Implementation of the Biological Muscle Mechanism in HASEL Actuators to Leverage Electrohydraulic Principles and Create New Geometries

Biomimicry is a field of research that uses the functional and structural components of nature, at macroscopic and microscopic scales, to inspire solutions to problems in our industrial world. Soft robotics is an area of research that uses biomimicry, in this case, mimicking skeletal muscles (referred to in this field as “muscle-mimicking actuators”, to perform task of high difficulty, that can be operated in a harmlessly in different environments.
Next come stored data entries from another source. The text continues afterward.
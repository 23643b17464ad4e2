//! `microstatic` binary.
//!
//! Usage: `microstatic -h <ipv4> -p <port> -d <root> [-c <config.json>]`

use log::info;
use microstatic_rs::{ServerConfig, StaticServer};

#[tokio::main]
async fn main() -> Result<(), Box<dyn std::error::Error>> {
    // Initialize the logger
    env_logger::init();

    let config = ServerConfig::from_args(std::env::args().skip(1))?;
    let server = StaticServer::bind(config).await?;
    let stats = server.serve().await?;

    info!(
        "Served {replied} replies over {accepted} connections",
        replied = stats.replied,
        accepted = stats.accepted
    );
    Ok(())
}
One of the most recent advancements to develop from this field is the “Hydraulically amplified self-healing electrostatics (HASEL) actuator”. However, this method also brings many of the issues associated with the geometry of its design, especially with respect to the efficiency of the system. Though this system mimics the functionality of the skeletal muscle, there is room to adjust the existing electrostatic mechanisms, that distribute the locally produced force, to mimic the structure of the mechanism that distributes the force to the skeletal muscular, which is also locally produced. In this paper, we show that the current electrostatic parallel electrodes, as well as the zipping mechanisms, can be replaced with the sliding mechanism. This eliminates issues associated with compartmentalizing of the primary electrostatic force and the secondary hydraulic forces leading to a more efficient and controlled transmission electrostatic and hydrostatic forces to the load compared to current iterations and their geometric components.